County orders mandatory overtime for 911 dispatchers

Press Release –  Aug. 22, 2013

Khanh Weinberg   (408) 921-0098
Jerry Jimenez  (408) 219-9636

County orders mandatory overtime for 911 dispatchers

Workers ready to strike to protect public safety and community health care

San Jose, Calif. – Even as Santa Clara County officials dismiss concerns that the county struggles with recruitment and retention problems, county emergency dispatchers have been ordered to work overtime because of “staffing shortage.”

At a press conference today at Noon at 70 W. Hedding Street, Service Employees International Union, Local 521, which represents 60 dispatchers and a total of 9,000 county workers, will release the July 13 county notice which stated: “County Communications is currently experiencing a staffing shortage that, in our estimation, constitutes an emergency situation.”

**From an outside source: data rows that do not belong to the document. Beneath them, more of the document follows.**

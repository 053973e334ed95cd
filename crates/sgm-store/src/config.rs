//! Provider configuration.
//!
//! Whether providers start with demo records is an explicit value passed
//! to their constructors. [`ProviderConfig::from_env`] reads it from the
//! environment for binaries that want the old switch-by-variable behavior.

use thiserror::Error;

/// Environment variable consulted by [`ProviderConfig::from_env`].
pub const DEMO_DATA_VAR: &str = "SGM_ENABLE_DEMO_DATA";

#[derive(Debug, Clone, Copy, PartialEq, Eq, Default)]
pub struct ProviderConfig {
    /// Seed providers with the embedded demo fixtures.
    pub enable_demo_data: bool,
}

impl ProviderConfig {
    pub fn demo() -> Self {
        Self {
            enable_demo_data: true,
        }
    }

    /// Load from `SGM_ENABLE_DEMO_DATA`. Unset means disabled.
    pub fn from_env() -> Result<Self, ConfigError> {
        Ok(Self {
            enable_demo_data: env_flag(DEMO_DATA_VAR)?,
        })
    }
}

fn env_flag(var: &str) -> Result<bool, ConfigError> {
    match std::env::var(var) {
        Ok(raw) => parse_flag(var, &raw),
        Err(_) => Ok(false),
    }
}

fn parse_flag(var: &str, raw: &str) -> Result<bool, ConfigError> {
    match raw.trim().to_ascii_lowercase().as_str() {
        "1" | "true" | "yes" | "on" => Ok(true),
        "" | "0" | "false" | "no" | "off" => Ok(false),
        _ => Err(ConfigError::InvalidFlag {
            var: var.to_string(),
            value: raw.to_string(),
        }),
    }
}

#[derive(Debug, Error)]
pub enum ConfigError {
    #[error("{var} must be a boolean (true/false/1/0), got {value:?}")]
    InvalidFlag { var: String, value: String },
}
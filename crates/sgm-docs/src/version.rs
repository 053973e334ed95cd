//! # Document Versions

use serde::{Deserialize, Serialize};

use sgm_core::{SectionId, Timestamp, VersionId};

/// Review state of a document version.
#[derive(Debug, Clone, Copy, PartialEq, Eq, Hash, Serialize, Deserialize)]
#[serde(rename_all = "SCREAMING_SNAKE_CASE")]
pub enum VersionStatus {
    Draft,
    InReview,
    Approved,
    Archived,
}

impl VersionStatus {
    pub fn as_str(&self) -> &'static str {
        match self {
            Self::Draft => "DRAFT",
            Self::InReview => "IN_REVIEW",
            Self::Approved => "APPROVED",
            Self::Archived => "ARCHIVED",
        }
    }
}

impl std::fmt::Display for VersionStatus {
    fn fmt(&self, f: &mut std::fmt::Formatter<'_>) -> std::fmt::Result {
        f.write_str(self.as_str())
    }
}

/// One section of a document version.
#[derive(Debug, Clone, PartialEq, Eq, Serialize, Deserialize)]
#[serde(rename_all = "camelCase")]
pub struct DocumentSection {
    pub id: SectionId,
    pub title: String,
    pub content: String,
    pub order: u32,
}

/// A single version of a governed document (e.g. `SCP-001 v3.0`).
#[derive(Debug, Clone, PartialEq, Serialize, Deserialize)]
#[serde(rename_all = "camelCase")]
pub struct DocumentVersion {
    pub id: VersionId,
    pub document_code: String,
    pub version: String,
    pub title: String,
    pub status: VersionStatus,
    pub created_at: Timestamp,
    pub created_by: String,
    #[serde(default, skip_serializing_if = "Option::is_none")]
    pub approved_at: Option<Timestamp>,
    #[serde(default, skip_serializing_if = "Option::is_none")]
    pub approved_by: Option<String>,
    #[serde(default)]
    pub changes_summary: String,
    #[serde(default)]
    pub change_count: u32,
    #[serde(default)]
    pub sections: Vec<DocumentSection>,
}

impl DocumentVersion {
    pub fn section(&self, id: &SectionId) -> Option<&DocumentSection> {
        self.sections.iter().find(|s| &s.id == id)
    }
}

/// Counts for the version history header.
#[derive(Debug, Clone, Copy, PartialEq, Eq, Serialize, Deserialize)]
#[serde(rename_all = "camelCase")]
pub struct VersionStats {
    pub total_versions: usize,
    /// Versions created in the 30 days before `now`.
    pub recent_updates: usize,
}

/// All known versions across documents.
#[derive(Debug, Clone, Default)]
pub struct VersionHistory {
    versions: Vec<DocumentVersion>,
}

impl VersionHistory {
    pub fn new(versions: Vec<DocumentVersion>) -> Self {
        Self { versions }
    }

    pub fn get(&self, id: &VersionId) -> Option<&DocumentVersion> {
        self.versions.iter().find(|v| &v.id == id)
    }

    pub fn all(&self) -> &[DocumentVersion] {
        &self.versions
    }

    /// Versions of one document, newest first.
    pub fn for_document(&self, document_code: &str) -> Vec<&DocumentVersion> {
        let mut versions: Vec<_> = self
            .versions
            .iter()
            .filter(|v| v.document_code == document_code)
            .collect();
        versions.sort_by(|a, b| b.created_at.cmp(&a.created_at));
        versions
    }

    /// Distinct document codes in first-seen order.
    pub fn document_codes(&self) -> Vec<&str> {
        let mut codes: Vec<&str> = Vec::new();
        for v in &self.versions {
            if !codes.contains(&v.document_code.as_str()) {
                codes.push(&v.document_code);
            }
        }
        codes
    }

    pub fn stats(&self, now: Timestamp) -> VersionStats {
        let cutoff = now.plus_days(-30);
        VersionStats {
            total_versions: self.versions.len(),
            recent_updates: self
                .versions
                .iter()
                .filter(|v| v.created_at >= cutoff)
                .count(),
        }
    }
}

Read the letter from the county (PDF)

Investing in a cutting-edge workforce has been at the crux of Local 521 members’ contract proposals with the county since negotiations began in April.

Dispatchers have already logged more than 2,030 hours of forced overtime this month.

“Emergency dispatchers are trained to give childbirth and CPR instructions over the phone.  They dispatch fire engines, ambulances, and sheriff’s deputies,” said Ryan Noble, a senior communications dispatcher. “When people dial 9-1-1, it is most likely the worst day of their life, and they are asking for help. Should that help come from a tired, overworked and burned out dispatcher?  Or do they deserve the best service the county can provide?”

Meanwhile, as health care reform becomes real on Jan. 1, 2014, Santa Clara County’s investment in health care frontline services is not much better.

More than 100,000 county residents will be eligible to buy lower-cost health insurance though Covered California, an online insurance exchange created to carry out the Affordable Care Act in California. This means the county’s Health and Hospital System will soon be competing for consumers who can choose to go to Stanford or Kaiser.

To succeed, the county must address the mounting problems related to recruiting and retaining a cutting-edge workforce to deliver the actual care.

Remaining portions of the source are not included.